## [What needs to be done]
Check every line of the data below for "PingPongDelay". Copy each one that has it.

Material for this task Block Start

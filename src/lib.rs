//! # Ping Pong Delay: An AU/VST3/CLAP Stereo Delay Plugin
//!
//! A stereo "ping-pong" delay built with [nih-plug](https://github.com/robbert-vdh/nih-plug).
//! Each channel's input is delayed, fed into the opposite channel's
//! feedback path, and bounced back and forth so the echoes alternate
//! between left and right. The result is blended with the dry signal
//! using an equal-power mix and scaled by an output volume.
//!
//! ## Layout
//!
//! - [`dsp`]: the real-time engine (delay lines, smoothing, mixing)
//! - [`config`]: setup-time engine settings
//! - [`error`]: setup errors
//! - `params`: the host-facing parameter set
//!
//! This file is the glue between the host and the engine: it configures
//! the engine when the host tells us the sample rate, forwards the
//! parameter values every sample, and reports when the output gets too
//! loud.
//!
//! ## Signal Flow
//!
//! ```text
//! Input L ──┬───────────────────────────────────── × g_dry ──┐
//!           └──► wet L = in L + cross L ─────────── × g_wet ─(+)── × volume ──► Output L
//!                               ▲
//!                 cross L = delayed in L + fb_L × (cross R, delayed by L)
//!                 cross R = delayed in R + fb_R × (cross L, delayed by R)
//!                               ▼
//! Input R ──┬──► wet R = in R + cross R ─────────── × g_wet ─(+)── × volume ──► Output R
//!           └───────────────────────────────────── × g_dry ──┘
//! ```
//!
//! See [`dsp::engine`] for the per-sample details.

pub mod config;
pub mod dsp;
pub mod error;
mod params;

use std::num::NonZeroU32;
use std::sync::Arc;

use nih_plug::prelude::*;

pub use config::{CrossReadTiming, EngineConfig};
pub use dsp::engine::{LoudnessReport, ParamId, PingPongEngine};
pub use error::ConfigError;
use params::PluginParams;

/// Work that must not happen on the audio thread.
#[derive(Debug, Clone, Copy, PartialEq)]
pub enum PluginTask {
    /// Some output samples went above full scale.
    OutputTooLoud(LoudnessReport),
}

/// The plugin: host parameters plus the engine that does the work.
///
/// Parameters are shared with the host via `Arc` and can be read from
/// any thread. The engine is owned by the audio thread and only touched
/// in `initialize()`, `reset()` and `process()`.
struct PingPongDelay {
    params: Arc<PluginParams>,
    engine: PingPongEngine,

    /// Loudness seen since the last report was sent.
    pending_loudness: LoudnessReport,

    /// Samples processed since the last report was sent.
    samples_since_report: usize,
}

impl Default for PingPongDelay {
    fn default() -> Self {
        Self {
            params: Arc::new(PluginParams::default()),
            // Unconfigured: the delay lines are allocated in initialize()
            // once the host tells us the sample rate.
            engine: PingPongEngine::default(),
            pending_loudness: LoudnessReport::default(),
            samples_since_report: 0,
        }
    }
}

impl PingPongDelay {
    /// Hand the latest loudness statistics to the background thread, at
    /// most once per second of audio.
    fn report_loudness(&mut self, samples: usize, context: &mut impl ProcessContext<Self>) {
        self.pending_loudness.merge(self.engine.take_loudness_report());
        self.samples_since_report += samples;

        let interval = self.engine.sample_rate() as usize;
        if self.samples_since_report >= interval {
            if !self.pending_loudness.is_clean() {
                context.execute_background(PluginTask::OutputTooLoud(self.pending_loudness));
            }
            self.pending_loudness = LoudnessReport::default();
            self.samples_since_report = 0;
        }
    }
}

impl Plugin for PingPongDelay {
    const NAME: &'static str = "Ping Pong Delay";
    const VENDOR: &'static str = "Loveless Audio";
    const URL: &'static str = "";
    const EMAIL: &'static str = "";
    const VERSION: &'static str = env!("CARGO_PKG_VERSION");

    // Stereo only: the whole point of the effect is the cross-feed
    // between exactly two channels.
    const AUDIO_IO_LAYOUTS: &'static [AudioIOLayout] = &[AudioIOLayout {
        main_input_channels: NonZeroU32::new(2),
        main_output_channels: NonZeroU32::new(2),
        aux_input_ports: &[],
        aux_output_ports: &[],
        names: PortNames::const_default(),
    }];

    const MIDI_INPUT: MidiConfig = MidiConfig::None;

    // The engine reads the parameters every sample, so let the host's
    // automation points land on the exact sample they were drawn at.
    const SAMPLE_ACCURATE_AUTOMATION: bool = true;

    type SysExMessage = ();
    type BackgroundTask = PluginTask;

    fn params(&self) -> Arc<dyn Params> {
        self.params.clone()
    }

    fn task_executor(&mut self) -> TaskExecutor<Self> {
        Box::new(|task| match task {
            PluginTask::OutputTooLoud(report) => nih_warn!(
                "Output is too loud: {} samples above full scale (peak L {:.2}, R {:.2})",
                report.clipped_samples,
                report.peak[0],
                report.peak[1]
            ),
        })
    }

    /// Called when the plugin is loaded or the audio configuration
    /// changes. All delay memory is allocated here, sized from the sample
    /// rate, so `process()` never allocates.
    ///
    /// Returning `false` tells the host we can't run with this
    /// configuration, which keeps `process()` from ever being called on
    /// an engine that failed to configure.
    fn initialize(
        &mut self,
        _audio_io_layout: &AudioIOLayout,
        buffer_config: &BufferConfig,
        _context: &mut impl InitContext<Self>,
    ) -> bool {
        let sample_rate = buffer_config.sample_rate;

        match self.engine.configure(sample_rate) {
            Ok(()) => {
                nih_log!(
                    "Sample rate is {sample_rate} Hz, {} samples per delay line",
                    self.engine.capacity()
                );
                self.pending_loudness = LoudnessReport::default();
                self.samples_since_report = 0;
                true
            }
            Err(err) => {
                nih_error!("Could not configure the delay engine: {err}");
                false
            }
        }
    }

    /// Called when playback stops or the plugin is bypassed. Clears the
    /// delay lines so stale echoes don't play on the next start.
    fn reset(&mut self) {
        self.engine.reset();
    }

    fn process(
        &mut self,
        buffer: &mut Buffer,
        _aux: &mut AuxiliaryBuffers,
        context: &mut impl ProcessContext<Self>,
    ) -> ProcessStatus {
        let samples = buffer.samples();

        for mut channel_samples in buffer.iter_samples() {
            for (id, value) in self.params.values() {
                self.engine.set_parameter(id, value);
            }

            let mut channels = channel_samples.iter_mut();
            let (Some(left), Some(right)) = (channels.next(), channels.next()) else {
                continue;
            };

            let (out_l, out_r) = self.engine.process_frame(*left, *right);
            *left = out_l;
            *right = out_r;
        }

        self.report_loudness(samples, context);

        // Keep the host calling process() after the input goes silent so
        // the echoes ring out instead of being cut off.
        match self.engine.tail_samples() {
            Some(tail) => ProcessStatus::Tail(tail),
            None => ProcessStatus::KeepAlive,
        }
    }
}

// ─────────────────────────────────────────────────────────────────────
// Plugin format trait implementations
// ─────────────────────────────────────────────────────────────────────

impl ClapPlugin for PingPongDelay {
    const CLAP_ID: &'static str = "com.loveless-audio.ping-pong-delay";
    const CLAP_DESCRIPTION: Option<&'static str> =
        Some("A stereo delay whose echoes bounce between left and right");
    const CLAP_MANUAL_URL: Option<&'static str> = None;
    const CLAP_SUPPORT_URL: Option<&'static str> = None;
    const CLAP_FEATURES: &'static [ClapFeature] = &[
        ClapFeature::AudioEffect,
        ClapFeature::Stereo,
        ClapFeature::Delay,
    ];
}

impl Vst3Plugin for PingPongDelay {
    // 16 ASCII bytes; must be unique across all VST3 plugins.
    const VST3_CLASS_ID: [u8; 16] = *b"LvlssPingPong001";

    const VST3_SUBCATEGORIES: &'static [Vst3SubCategory] =
        &[Vst3SubCategory::Fx, Vst3SubCategory::Delay, Vst3SubCategory::Stereo];
}

// ─────────────────────────────────────────────────────────────────────
// Export macros
// ─────────────────────────────────────────────────────────────────────
//
// nih_export_clap! exports the `clap_entry` symbol for CLAP hosts.
// nih_export_vst3! exports `GetPluginFactory` for VST3 hosts.
// clap_wrapper re-exports the CLAP entry point as AUv2 for Logic Pro.

nih_export_clap!(PingPongDelay);
nih_export_vst3!(PingPongDelay);

clap_wrapper::export_auv2!();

Material for this task Block End

## [Solution]
struct PingPongDelay {
impl Default for PingPongDelay {
impl PingPongDelay {
impl Plugin for PingPongDelay {
impl ClapPlugin for PingPongDelay {
impl Vst3Plugin for PingPongDelay {
nih_export_clap!(PingPongDelay);
nih_export_vst3!(PingPongDelay);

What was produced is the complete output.